The Nikkei is up about 40 percent from a trough hit in March, but has fallen roughly 9 percent from its late-August peak of 10,767.00.
While investor risk tolerance seems healthy around the world, Tokyo shares have failed to capitalise on that, possibly due to factors such as policy uncertainty including concerns about the government's fiscal policy, said Nagayuki Yamagishi, an investment strategist at Mitsubishi UFJ Securities.
"Investors seem to be bypassing Japanese shares," Yamagishi said, adding that moves in Japanese shares were now dominated by investors trading based on factors specific to individual shares.
Carmakers rose after Goldman Sachs raised ratings on Fuji Heavy Industries, maker of Subaru cars, to "buy" from "neutral" and added Honda Motor Co, already rated "buy", to its Conviction List.
Analyst Kota Yuzawa cited larger-than-expected guidance hikes with first-half results based on cost cuts and improved production volume.
Fuji Heavy Industries climbed 4.4 percent to 357 yen and Honda Motor rose 1.8 percent to 2,905 yen.
Shipping companies extended their losses after Nippon Yusen said it would raise up to 142.5 billion yen ($1.6 billion) through a public share offering of 427 million new shares.
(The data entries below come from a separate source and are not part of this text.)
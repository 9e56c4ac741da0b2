use cadenza_core::{AssetCategory, MimeClass};

/// Upload rejections, detected before anything is written.
#[derive(Debug, thiserror::Error, PartialEq, Eq)]
pub enum ValidationError {
    #[error("{message} (declared content type: {content_type})")]
    UnsupportedMediaType {
        content_type: String,
        message: &'static str,
    },

    #[error("File too large: {size} bytes (max: {max} bytes)")]
    FileTooLarge { size: usize, max: usize },

    #[error("Empty file")]
    EmptyFile,
}

/// Checks an upload's declared type and size against its asset category.
#[derive(Debug, Clone)]
pub struct UploadValidator {
    max_file_size: usize,
}

impl UploadValidator {
    pub fn new(max_file_size: usize) -> Self {
        Self { max_file_size }
    }

    pub fn validate_content_type(
        &self,
        category: AssetCategory,
        content_type: &str,
    ) -> Result<MimeClass, ValidationError> {
        match MimeClass::from_content_type(content_type) {
            Some(class) if class == category.expected_class() => Ok(class),
            _ => Err(ValidationError::UnsupportedMediaType {
                content_type: content_type.to_string(),
                message: category.rejection_message(),
            }),
        }
    }

    pub fn validate_file_size(&self, size: usize) -> Result<(), ValidationError> {
        if size == 0 {
            return Err(ValidationError::EmptyFile);
        }

        if size > self.max_file_size {
            return Err(ValidationError::FileTooLarge {
                size,
                max: self.max_file_size,
            });
        }

        Ok(())
    }

    /// Content type first: a wrong type is reported even for an empty body.
    pub fn validate(
        &self,
        category: AssetCategory,
        content_type: &str,
        size: usize,
    ) -> Result<(), ValidationError> {
        self.validate_content_type(category, content_type)?;
        self.validate_file_size(size)
    }
}

#[cfg(test)]
mod tests {
    use super::*;

    #[test]
    fn test_accepts_matching_class() {
        let validator = UploadValidator::new(1024);
        assert!(validator
            .validate(AssetCategory::ArtistArtwork, "image/webp", 10)
            .is_ok());
        assert!(validator
            .validate(AssetCategory::TrackAudio, "audio/flac", 10)
            .is_ok());
    }

    #[test]
    fn test_rejects_wrong_class() {
        let validator = UploadValidator::new(1024);
        let err = validator
            .validate(AssetCategory::TrackAudio, "image/png", 10)
            .unwrap_err();
        assert!(matches!(
            err,
            ValidationError::UnsupportedMediaType {
                message: "Only audio files are accepted",
                ..
            }
        ));

        assert!(validator
            .validate(AssetCategory::AlbumArtwork, "application/octet-stream", 10)
            .is_err());
    }

    #[test]
    fn test_type_checked_before_size() {
        let validator = UploadValidator::new(1024);
        let err = validator
            .validate(AssetCategory::AlbumArtwork, "text/plain", 0)
            .unwrap_err();
        assert!(matches!(err, ValidationError::UnsupportedMediaType { .. }));
    }

    #[test]
    fn test_size_limits() {
        let validator = UploadValidator::new(4);
        assert_eq!(
            validator.validate_file_size(0),
            Err(ValidationError::EmptyFile)
        );
        assert_eq!(
            validator.validate_file_size(5),
            Err(ValidationError::FileTooLarge { size: 5, max: 4 })
        );
        assert!(validator.validate_file_size(4).is_ok());
    }
}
Market analysts said the announcement raised fears that other shipping firms would have to do the same.
Nippon Yusen fell 4 percent to 314 yen and fellow shipper Kawasaki Kisen K.K. lost 6.1 percent to 310 yen.
Trade was moderate, with 1.8 billion shares changing hands on the Tokyo exchange's first section, roughly equal to last week's daily average of 1.82 billion.
Declining shares outnumbered advancing ones by nearly 5 to 1.